Today, I’m back to normal life in London and doing another photowalk, which is going to be very touristy, as it involves Big Ben and South Bank.
Big Ben and Westminster Palace are actually the first things I see as I step out of the Westminster tube station.
This is another iconic view of the London Eye and the river Thames, which I get as I’m crossing the river via Westminster Bridge.
It’s actually the first time I ever notice this nice little lawn in front of the St Thomas’ Hospital. I suspect no one else does either, unless they are looking specifically for it – everyone must be too consumed with the sightseeing attractions around.
Even though it’s relatively early in the morning, the number of tourists in the area is simply unbelievable, so finding a spot to take a decent picture of Westminster Palace is not an easy task at all. But well, I’m no less of a tourist myself today!
Here I am, standing right in the middle of Westminster Bridge and taking pictures (on a traffic island, of course – for some reason, I always feel the need to specify that I’m behaving in a safe manner!)
Finally I step onto the Queen’s Walk, which is a really long promenade on the southern bank of the Thames. It starts around Lambeth Bridge, which is way before the famous district referred to as the South Bank that is my focus today.
This is just another photo of Westminster Palace, Big Ben, Westminster Bridge and the river, from a different angle.
The South Bank is always buzzing, and of course, weekends are especially busy.
The weather is also quite nice (so far), which supposedly attracts even more visitors.
There are two Queen’s Golden Jubilee footbridges over the Thames, running on both sides of Hungerford Railway Bridge.
Cafés and restaurants are already up and running, serving breakfast and Sunday brunch, but they don’t seem to be extremely busy yet.

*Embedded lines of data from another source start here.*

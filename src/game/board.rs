use std::fmt;

use super::player::Player;

/// Side length of the grid.
pub const SIZE: usize = 3;

#[derive(Debug, Clone, Copy, PartialEq, Eq, Hash)]
pub enum Cell {
    Empty,
    X,
    O,
}

impl Cell {
    /// The player occupying this cell, if any
    pub fn player(self) -> Option<Player> {
        match self {
            Cell::Empty => None,
            Cell::X => Some(Player::X),
            Cell::O => Some(Player::O),
        }
    }
}

/// Grid coordinate, row 0 is the top and column 0 the left edge.
#[derive(Debug, Clone, Copy, PartialEq, Eq, Hash, PartialOrd, Ord)]
pub struct Position {
    pub row: usize,
    pub col: usize,
}

impl Position {
    pub const fn new(row: usize, col: usize) -> Self {
        Position { row, col }
    }

    /// Checked constructor, `None` if either index is outside 0..3
    pub fn try_new(row: usize, col: usize) -> Option<Self> {
        (row < SIZE && col < SIZE).then_some(Position { row, col })
    }

    /// Position of the n-th cell in row-major order (0..9)
    pub fn from_index(index: usize) -> Option<Self> {
        (index < SIZE * SIZE).then(|| Position::new(index / SIZE, index % SIZE))
    }

    /// Row-major index (0..9)
    pub fn index(self) -> usize {
        self.row * SIZE + self.col
    }

    /// All nine positions in row-major order
    pub fn all() -> impl Iterator<Item = Position> {
        (0..SIZE * SIZE).map(|i| Position::new(i / SIZE, i % SIZE))
    }
}

impl fmt::Display for Position {
    fn fmt(&self, f: &mut fmt::Formatter<'_>) -> fmt::Result {
        write!(f, "({}, {})", self.row, self.col)
    }
}

/// One of the eight three-in-a-row lines.
#[derive(Debug, Clone, Copy, PartialEq, Eq, Hash)]
pub enum Axis {
    Row(usize),
    Column(usize),
    /// Top-left to bottom-right
    MainDiagonal,
    /// Top-right to bottom-left
    AntiDiagonal,
}

impl Axis {
    /// The lines passing through `pos`, in the order they are checked:
    /// row, column, then whichever diagonals apply.
    pub fn through(pos: Position) -> impl Iterator<Item = Axis> {
        let main = (pos.row == pos.col).then_some(Axis::MainDiagonal);
        let anti = (pos.row + pos.col == SIZE - 1).then_some(Axis::AntiDiagonal);
        [Some(Axis::Row(pos.row)), Some(Axis::Column(pos.col)), main, anti]
            .into_iter()
            .flatten()
    }

    /// Cells of the line, from its start to its end
    pub fn cells(self) -> [Position; SIZE] {
        match self {
            Axis::Row(r) => [Position::new(r, 0), Position::new(r, 1), Position::new(r, 2)],
            Axis::Column(c) => [Position::new(0, c), Position::new(1, c), Position::new(2, c)],
            Axis::MainDiagonal => [Position::new(0, 0), Position::new(1, 1), Position::new(2, 2)],
            Axis::AntiDiagonal => [Position::new(0, 2), Position::new(1, 1), Position::new(2, 0)],
        }
    }

    pub fn win_line(self) -> WinLine {
        let cells = self.cells();
        WinLine {
            start: cells[0],
            end: cells[SIZE - 1],
            axis: self,
        }
    }
}

/// Geometry of a completed line, used to draw the highlight.
#[derive(Debug, Clone, Copy, PartialEq, Eq, Hash)]
pub struct WinLine {
    pub start: Position,
    pub end: Position,
    pub axis: Axis,
}

impl WinLine {
    /// The three cells from `start` to `end`
    pub fn cells(&self) -> [Position; SIZE] {
        self.axis.cells()
    }
}

#[derive(Debug, Clone, Copy, PartialEq, Eq)]
pub struct Board {
    cells: [[Cell; SIZE]; SIZE],
}

impl Board {
    /// Create a new empty board
    pub fn new() -> Self {
        Board {
            cells: [[Cell::Empty; SIZE]; SIZE],
        }
    }

    /// Get the cell at a position
    pub fn get(&self, pos: Position) -> Cell {
        self.cells[pos.row][pos.col]
    }

    pub(super) fn set(&mut self, pos: Position, cell: Cell) {
        self.cells[pos.row][pos.col] = cell;
    }

    pub fn is_empty_at(&self, pos: Position) -> bool {
        self.get(pos) == Cell::Empty
    }

    /// Number of occupied cells
    pub fn occupied(&self) -> usize {
        self.cells
            .iter()
            .flatten()
            .filter(|&&cell| cell != Cell::Empty)
            .count()
    }

    /// Check whether `cell` fills every square of `axis`, treating `assume`
    /// as already holding `cell`.
    pub(super) fn line_filled(&self, axis: Axis, cell: Cell, assume: Option<Position>) -> bool {
        axis.cells()
            .iter()
            .all(|&p| Some(p) == assume || self.get(p) == cell)
    }

    /// First line through `pos` completed by `cell` (row before column
    /// before diagonals). With `hypothetical` set, `pos` counts as holding
    /// `cell` whatever it holds now.
    pub(super) fn completed_line(
        &self,
        pos: Position,
        cell: Cell,
        hypothetical: bool,
    ) -> Option<Axis> {
        if cell == Cell::Empty {
            return None;
        }
        let assume = hypothetical.then_some(pos);
        Axis::through(pos).find(|&axis| self.line_filled(axis, cell, assume))
    }
}

impl Default for Board {
    fn default() -> Self {
        Self::new()
    }
}

impl fmt::Display for Board {
    fn fmt(&self, f: &mut fmt::Formatter<'_>) -> fmt::Result {
        for (r, row) in self.cells.iter().enumerate() {
            let line: String = row
                .iter()
                .map(|cell| cell.player().map_or('.', Player::symbol))
                .collect();
            if r + 1 < SIZE {
                writeln!(f, "{line}")?;
            } else {
                write!(f, "{line}")?;
            }
        }
        Ok(())
    }
}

Nice try, South Bank, but bringing over some sand and launching a Brazil-inspired beach can hardly turn London into Rio de Janeiro! 😀
This graffiti-decorated skate park is completely empty. Not that I’m familiar with skaters’ sleeping habits, but quite apparently, they are not really morning people.
The people running the Southbank second-hand and antique book market are already up, though, and busy setting up their stalls.
This is how the north bank looks from across the River Thames.
And this is the promenade, just past Waterloo Bridge.
What a sad bench this is!.. Even though it may appear that it is a memorial for someone who has drowned in the Thames, in fact the bench is a tribute to the three British students who were killed in a road accident in Thailand and has been placed there by their mothers.
On a slightly more positive note, that’s a pretty awesome view containing St Paul’s Cathedral, the City and the OXO Tower at the same time.
A few people are making sand sculptures here, which makes me wonder if it’s some sort of a competition, or at least some coordinated effort, or if each of them is completely independent from the others.
I think, this is a very nice place to have breakfast, it’s weird that the balcony is empty – maybe they don’t open it in the morning.
On an even more positive note, here are some words of wisdom about the British summer from a local pub, which are not quite relevant for the past few days’ weather though.
Looking at the mostly empty tables, I can’t help thinking whether there is any correlation between this fact and their over-pessimism 😀
Once again, this is St Paul’s Cathedral, and Millennium footbridge on its right.
I’m now around Southwark (which, by the way, is pronounced like ‘SUTH-uck’ and not ‘SOUTH-walk’ as one may think) and the skies are getting considerably greyer.
I am always looking out for interesting examples of graffiti and street art.
One of the most memorable places on the South Bank for me is this full-scale replica of Sir Francis Drake’s galleon, Golden Hinde.
I’ve never noticed that head of a female deer (or actually, a Hinde) there!
This is Southwark Cathedral and I’m really wondering why on earth it is luring people with ice-cream…
I am now on Tooley Street, which, quite interestingly, gets its name from the distorted pronounciation of St Olaf’s name, who had a church named after him right here. The church was demolished in early 20th century, and an office block called St Olaf House was built instead.
I did a photowalk around the City previously, but it was quite hard to make nice pictures of its high-rises at a short distance. Now they look much better.
By the time I get closer to Tower Bridge, the weather changes completely, it is now pretty windy and not as warm as it was earlier today.